– Terre
Lieu des antagonismes

« L’art est une harmonie parallèle à la nature. (…) Le paysage se reflète, s’humanise, se pense en moi. Je l’objective, le projette et le fixe sur ma toile… Peut-être dis-je des sottises, mais il me semble être sa conscience subjective et ma toile sa conscience objective. »
– Paul Cézanne
Au tout début des années 2010, Daryoush poursuit sa réflexion paysagère à travers une série de réflexions sur la Terre, sur le sol, comme lieu des réactions et des contradictions. C’est également la période pendant laquelle il s’intéresse à la calligraphie ainsi qu’à la pensée chinoise, en particulier Shi Tao (1641-1720), dont le travail ainsi que les Propos sur la peinture le marquent durablement, renforçant sa conception dualiste de la nature et affinant sa conception originale du paysage. Ainsi selon Shi Tao « le paysage exprime la forme et l’élan de l’univers. Au sein du paysage, le vent et la pluie, l’obscurité et la clarté constituent l’humeur atmosphérique ; la dispersion ou le groupement, la profondeur et la distance constituent l’organisation schématique ; verticales et horizontales, creux et reliefs constituent le rythme ; ombres et lumière, épaisseur et fluidité constituent la tension spirituelle ; rivières et nuages, dans leur rassemblement ou leur dispersion, constituent le liant ; le contraste des replis et des ressauts constitue l’alternance de l’action et de la retraite ». Dès lors le signifiant en peinture doit être compris comme la tension entre les éléments naturels : Shi Tao veut dire « vague de pierre », ce nom mêle déjà la montagne et l’eau. Il s’agit de faire sentir à la fois « l’universel écoulement » et « l’universel embrasement ».
Également inspirée par des lectures de Lao Tseu et de Confucius, cette période concourt avec une pratique assidue de la calligraphie. Daryoush découvre les idéogrammes et se passionne pour ces signes et les pratiques mythiques de l’unique trait de pinceau. Cette approche mystique de la peinture se traduit par l’obsession toujours plus prenante du paysage, et une approche de l’art pictural en tant que cheminement spirituel : le peintre doit trouver sa liberté dans la contrainte, mais la poésie émerge d’un simple trait de pinceau. Encore une fois, seule la peinture, comme équilibre des forces en rapport, est source de sens, de beauté et donc de paix intérieure.

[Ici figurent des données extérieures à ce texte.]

//! Rotation-move geometry: the biased small-angle sampler used by the
//! VMMC rotation proposal.
//!
//! Minimum-image differences and the axis-angle rotation matrix itself
//! live in [`crate::math`]; this module holds the one piece of geometry
//! that needs a random source, so it stays out of the dependency-free
//! `math` module.

use crate::math::Real;
use crate::rng::RandomSource;

/// Samples an angle in `[0, theta_max)` from the density proportional to
/// `sin^2(theta)` (the correct measure for a uniformly random rotation
/// axis composed with a rotation angle; using a flat distribution over
/// `[0, theta_max)` would bias small rotations). Acceptance-rejection
/// against the density's maximum over `[0, theta_max)` keeps this exact
/// rather than relying on the small-angle `theta^2` approximation.
pub fn biased_angle<R: RandomSource>(theta_max: Real, rng: &mut R) -> Real {
    if theta_max <= 0.0 {
        return 0.0;
    }
    // sin^2 is increasing on [0, pi/2] and decreasing after, so the
    // interval maximum sits at theta_max once it passes pi/2, not at
    // the endpoint itself.
    let envelope = theta_max
        .min(std::f32::consts::FRAC_PI_2)
        .sin()
        .powi(2)
        .max(Real::EPSILON);
    loop {
        let theta = rng.uniform01() * theta_max;
        let density = theta.sin().powi(2);
        if rng.uniform01() * envelope < density {
            return theta;
        }
    }
}
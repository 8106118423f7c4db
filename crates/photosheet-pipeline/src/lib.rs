//! photosheet-pipeline: Photo filter, compositing, and passport sheet
//! core (sans-IO).
//!
//! Takes one source photo plus a [`FilterModel`] and produces:
//!
//! - a fast approximate preview ([`render`] in [`RenderMode::Preview`],
//!   or a host-native [`PreviewStyle`]),
//! - the exact baked pixels used for export ([`RenderMode::Bake`]),
//! - a 4×6 inch, 300 dpi passport sheet with 3, 6, or 9 cropped copies
//!   ([`layout_sheet`]).
//!
//! This crate has **no I/O dependencies** -- it operates on in-memory
//! byte slices and pixel buffers. Encoding for download lives in
//! `photosheet-export`; browser and filesystem glue live in
//! `photosheet-worker` and `photosheet-cli`.

pub mod blur;
pub mod color;
pub mod composite;
pub mod decode;
pub mod filters;
pub mod geometry;
pub mod layout;
pub mod preview;
pub mod render;
pub mod session;
pub mod sharpen;
pub mod sheet;
pub mod types;
pub mod vignette;

use serde::{Deserialize, Serialize};

pub use composite::{WHITE, composite_on_opaque_background, flatten_bytes};
pub use filters::FilterModel;
pub use layout::{PhotoCount, SheetLayout, SheetOptions, compute_layout};
pub use preview::{PreviewInputs, PreviewScheduler, PreviewStyle, PreviewTicket};
pub use render::{RenderMode, bake, bake_for_export, render, render_bytes};
pub use session::{AiAction, EditSession, HistoryStack, RemoteEditError, RemoteEditor};
pub use sheet::{layout_sheet, layout_sheet_from_bytes};
pub use types::{Dimensions, PipelineError, RgbaImage};

/// One unit of work for an off-thread renderer.
///
/// Serialized as JSON when crossing the worker boundary.
#[derive(Debug, Clone, PartialEq, Serialize, Deserialize)]
#[serde(tag = "kind", rename_all = "camelCase")]
pub enum RenderRequest {
    /// Approximate on-screen rendering, vignette included.
    #[serde(rename_all = "camelCase")]
    Preview {
        /// Filter settings.
        #[serde(default)]
        filters: FilterModel,
    },
    /// Exact baked photo for a normal export.
    #[serde(rename_all = "camelCase")]
    Bake {
        /// Filter settings.
        #[serde(default)]
        filters: FilterModel,
        /// Apply the vignette overlay on top of the bake.
        #[serde(default)]
        include_vignette: bool,
    },
    /// Passport sheet.
    #[serde(rename_all = "camelCase")]
    Sheet {
        /// Filter settings.
        #[serde(default)]
        filters: FilterModel,
        /// Sheet parameters.
        #[serde(default)]
        options: SheetOptions,
    },
}

/// Decode `image_bytes` and run `request` on them.
///
/// # Errors
///
/// Returns [`PipelineError::EmptyInput`] if `image_bytes` is empty.
/// Returns [`PipelineError::ImageDecode`] if the image format is unrecognized.
/// Sheet requests can also fail with [`PipelineError::InvalidConfig`] or
/// [`PipelineError::Layout`].
pub fn process(image_bytes: &[u8], request: &RenderRequest) -> Result<RgbaImage, PipelineError> {
    let source = decode::decode_rgba(image_bytes)?;
    match request {
        RenderRequest::Preview { filters } => Ok(render(&source, filters, RenderMode::Preview)),
        RenderRequest::Bake {
            filters,
            include_vignette,
        } => Ok(bake_for_export(&source, filters, *include_vignette)),
        RenderRequest::Sheet { filters, options } => layout_sheet(&source, filters, options),
    }
}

“Ces ombres dans le ciel ne semblent-elles pas se disperser comme des traits légers teintés de noir, comme de légères touches de pinceau en lignes et en arabesques ?”

“Seule la peinture, comme équilibre des forces en rapport, est source de sens, de beauté et donc de paix intérieure.”
En outre l’on peut identifier de nombreuses marques de calligraphie présentes sur les peintures de cette période. Ainsi ces ombres dans le ciel ne semblent-elles pas se disperser comme des traits légers teintés de noir, comme de légères touches de pinceau en lignes et en arabesques ? Et ces aspérités en pointes formant des sillons terrestres et des pourtours nuageux ? Shi Tao encore : « Si l’un n’est pas clairement saisi, la multiplicité des êtres fait écran. Si l’un est totalement saisi, la multiplicité des êtres révèle son ordre harmonieux. Le principe de la peinture et la technique du pinceau ne sont rien autre que la substance intérieure de l’Univers d’une part, et d’autre part sa beauté extérieure. » Et que dire de ces sols comme jonchés de ceps pointés vers le ciel ? Un nouveau jeu de piste qui traduit encore une fois la nature double de la matière, puisque le cep, couramment le pied de la vigne, désignait également un instrument de torture par entrave des membres à l’époque romaine. Ces paysages inquiétants et familiers à la fois nous rappellent notre fragilité originelle. Par conséquent ces voyages parmi les ombres et les ceps doivent être source d’introspection. Certains d’entre eux nous évoquent encore des figures aux contours flous, comme des ombres errantes, à l’instar de ces personnages mystérieux et solitaires qui peuplent aussi les toiles de Kaspar David Friedrich.